En días pasados se publicó un “Aviso importante”, pagado por la Secretaría de Cultura y la Cámara de Diputados, en el que “se informa del inicio del programa anual de proyectos culturales” y se anuncia a “los beneficiarios” que deben registrar sus proyectos.

Lo primero que llama la atención, es que no se entiende a quién va dirigido el anuncio. Pues si se dirige a los beneficiarios, eso quiere decir que son quienes ya están recibiendo apoyo, pero si uno entra en la página, lo que se pide es que si alguien quiere solicitar ese apoyo, debe registrar su proyecto, lo cual significa que dicho anuncio sería apenas una convocatoria dirigida a posibles solicitantes.

Esto estaría muy bien si fuera algún programa específico en el que colaboran los legisladores con las autoridades de cultura para incorporar a más personas a los apoyos, pero resulta que no es así y que son los diputados quienes reparten todos los dineros para la cultura. Incluidos los que hacen funcionar a la Secretaría.

Y esto sí me sorprendió.

Según me enseñaron en la escuela, a los diputados les corresponde legislar, no repartir dinero. Y a las instituciones encargadas de cada asunto les corresponde establecer las políticas públicas en su materia y asignar los recursos para que se cumplan. Así de claro, así de sencillo.

Pero ni lo que aprendí ni mi lógica tienen que ver con quienes decidieron darle esa atribución a los diputados, que por supuesto, fueron ellos mismos, porque en este país tanto diputados como jueces son juez y parte, incluso legislan y juzgan para sí mismos, algo absolutamente insólito.

En mi lapso de vida vi el esfuerzo enorme que se hizo para quitarle el superpoder al Presidente de la República y darle buena parte del mismo a los otros poderes.

Teóricamente, que eso haya sucedido parecería muy bueno y muy a tono con la democracia.
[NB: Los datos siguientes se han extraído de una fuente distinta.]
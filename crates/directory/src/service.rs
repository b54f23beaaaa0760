use std::sync::Arc;

use chrono::Utc;

use tribunal_auth::{Claims, PasswordHasher, TokenPrincipal};
use tribunal_core::{DomainError, OrganisationId, PrincipalId};

use crate::guard::ManagementGuard;
use crate::organisation::{Organisation, OrganisationDraft, OrganisationPatch};
use crate::principal::{ExternalIdentity, Principal};
use crate::store::{OrganisationStore, PrincipalStore};

/// Registration, login and organisation management.
pub struct Directory {
    principals: Arc<dyn PrincipalStore>,
    organisations: Arc<dyn OrganisationStore>,
    hasher: Arc<dyn PasswordHasher>,
    guard: ManagementGuard,
}

impl Directory {
    pub fn new(
        principals: Arc<dyn PrincipalStore>,
        organisations: Arc<dyn OrganisationStore>,
        hasher: Arc<dyn PasswordHasher>,
    ) -> Self {
        let guard = ManagementGuard::new(organisations.clone());
        Self {
            principals,
            organisations,
            hasher,
            guard,
        }
    }

    /// Facts a token is minted from, for handlers that issue credentials.
    pub fn token_principal(principal: &Principal) -> TokenPrincipal {
        TokenPrincipal {
            principal_id: principal.id,
            email: principal.email.clone(),
            global_admin: principal.global_admin,
            plan_tier: principal.plan_tier.as_u8(),
        }
    }

    // ─────────────────────────────────────────────────────────────────────
    // Accounts
    // ─────────────────────────────────────────────────────────────────────

    /// Register with an email and password. Duplicate emails conflict.
    pub async fn register(&self, email: &str, password: &str) -> Result<Principal, DomainError> {
        let email = Principal::normalize_email(email)?;
        if password.is_empty() {
            return Err(DomainError::validation("password cannot be empty"));
        }
        let hash = self
            .hasher
            .hash(password)
            .map_err(|e| DomainError::validation(e.to_string()))?;

        self.principals
            .insert(Principal::with_password(email, hash, Utc::now()))
            .await
    }

    /// Register (or fetch) an account backed by an external identity
    /// provider. If the email is already registered the existing principal
    /// is returned: the provider has already proven ownership of it.
    pub async fn register_external(
        &self,
        email: &str,
        identity: ExternalIdentity,
    ) -> Result<Principal, DomainError> {
        let email = Principal::normalize_email(email)?;

        if let Some(existing) = self.principals.find_by_email(&email).await? {
            return Ok(existing);
        }

        let fresh = Principal::with_external_identity(email.clone(), identity, Utc::now());
        match self.principals.insert(fresh).await {
            Ok(p) => Ok(p),
            // Lost a registration race; the winner is the account we want.
            Err(DomainError::Conflict(_)) => self
                .principals
                .find_by_email(&email)
                .await?
                .ok_or(DomainError::Unavailable),
            Err(e) => Err(e),
        }
    }

    /// Verify an email/password pair. Every failure mode answers
    /// `Unauthenticated`; the caller cannot distinguish an unknown email
    /// from a wrong password.
    pub async fn login(&self, email: &str, password: &str) -> Result<Principal, DomainError> {
        let email = Principal::normalize_email(email).map_err(|_| DomainError::Unauthenticated)?;

        let principal = self
            .principals
            .find_by_email(&email)
            .await?
            .ok_or(DomainError::Unauthenticated)?;

        let Some(hash) = principal.password_hash.as_deref() else {
            return Err(DomainError::Unauthenticated);
        };
        if !self.hasher.verify(password, hash) {
            return Err(DomainError::Unauthenticated);
        }

        Ok(principal)
    }

    pub async fn get_principal(&self, id: PrincipalId) -> Result<Principal, DomainError> {
        self.principals
            .get(id)
            .await?
            .ok_or_else(|| DomainError::not_found("user"))
    }

    // ─────────────────────────────────────────────────────────────────────
    // Organisations
    // ─────────────────────────────────────────────────────────────────────

    /// Create an organisation owned by the caller.
    pub async fn create_organisation(
        &self,
        claims: &Claims,
        draft: OrganisationDraft,
    ) -> Result<Organisation, DomainError> {
        let organisation = Organisation::create(draft, claims.principal_id, Utc::now())?;
        self.organisations.insert(organisation).await
    }

    pub async fn get_organisation(&self, id: OrganisationId) -> Result<Organisation, DomainError> {
        self.organisations
            .get(id)
            .await?
            .ok_or_else(|| DomainError::not_found("organisation"))
    }

    pub async fn list_organisations(&self) -> Result<Vec<Organisation>, DomainError> {
        self.organisations.list().await
    }

    pub async fn organisations_by_owner(
        &self,
        owner: PrincipalId,
    ) -> Result<Vec<Organisation>, DomainError> {
        self.organisations.list_by_owner(owner).await
    }

    pub async fn update_organisation(
        &self,
        id: OrganisationId,
        claims: &Claims,
        patch: OrganisationPatch,
    ) -> Result<Organisation, DomainError> {
        if !self.guard.can_manage(id, claims).await {
            return Err(DomainError::Forbidden);
        }
        let mut organisation = self.get_organisation(id).await?;
        organisation.apply_patch(patch);
        self.organisations.update(organisation).await
    }

    pub async fn delete_organisation(
        &self,
        id: OrganisationId,
        claims: &Claims,
    ) -> Result<(), DomainError> {
        if !self.guard.can_manage(id, claims).await {
            return Err(DomainError::Forbidden);
        }
        self.organisations.delete_cascade(id).await
    }

    // ─────────────────────────────────────────────────────────────────────
    // Moderators
    // ─────────────────────────────────────────────────────────────────────

    pub async fn add_moderator(
        &self,
        id: OrganisationId,
        claims: &Claims,
        user: PrincipalId,
    ) -> Result<(), DomainError> {
        if !self.guard.can_manage(id, claims).await {
            return Err(DomainError::Forbidden);
        }
        // The moderator must be a known principal before it enters the set.
        self.get_principal(user).await?;
        self.organisations.add_moderator(id, user).await
    }

    pub async fn remove_moderator(
        &self,
        id: OrganisationId,
        claims: &Claims,
        user: PrincipalId,
    ) -> Result<(), DomainError> {
        if !self.guard.can_manage(id, claims).await {
            return Err(DomainError::Forbidden);
        }
        self.get_principal(user).await?;
        self.organisations.remove_moderator(id, user).await
    }
}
Pero no en nuestra realidad, porque la nuestra es una cultura que tiene como premisas el abuso del poder y la corrupción.

Por eso dicho triunfo acabó convertido en un fracaso, pues ahora ese poder inmenso lo tienen un grupo de personas llamados diputados o jueces, que no solo hacen las leyes y deciden absolutamente todo lo que sí y lo que no, sino que hasta reparten los dineros.

Entonces resulta que ellos son los que deciden lo que se le da a cualquier secretaría: comunicaciones, salud, defensa, la que sea, y encima deciden cómo, cuánto y para qué. Y las secretarías parecen ser simples intermediarios y no quienes toman las decisiones en sus respectivos campos.

Esto me parece gravísimo. Primero, porque impide funcionar bien a esas instituciones y segundo, porque, ¿cómo podemos suponer que si el poder se transfirió a un grupo de personas, sin cambiar nada del resto del sistema, ya no van a abusar de él ni a entrarle a la corrupción?

Me dirán que no necesariamente es así. Pero eso depende cómo se definen abuso y corrupción.

En mi definición esto incluye que, además de como dice el dicho “El que parte y reparte se queda con la mejor parte”, se usen estas facultades para repartir prebendas.

No dudo que como dice un lector, tiene que haber alguien honesto. Sin duda. Pero una golondrina no hace un verano y cada vez que le rascamos a lo que sucede, nos topamos no solamente con otra fosa colectiva, sino con otro acto de corrupción.

En las semanas anteriores hablé aquí de que según los estudiosos, lo que hace decaer a las naciones es el liderazgo, ese que no es capaz de respetar las leyes y las instituciones, de gobernar con cordura y tomar buenas decisiones. Ortega y Gasset decía que las épocas de decadencia son aquellas en que la minoría directora de un pueblo ha perdido sus cualidades de excelencia, y agrega que contra esa aristocracia ineficaz y corrompida es justo que se rebele la masa.

Valga este artículo como la rebelión de una ciudadana que es parte de esa masa.

Escritora e investigadora en la UNAM.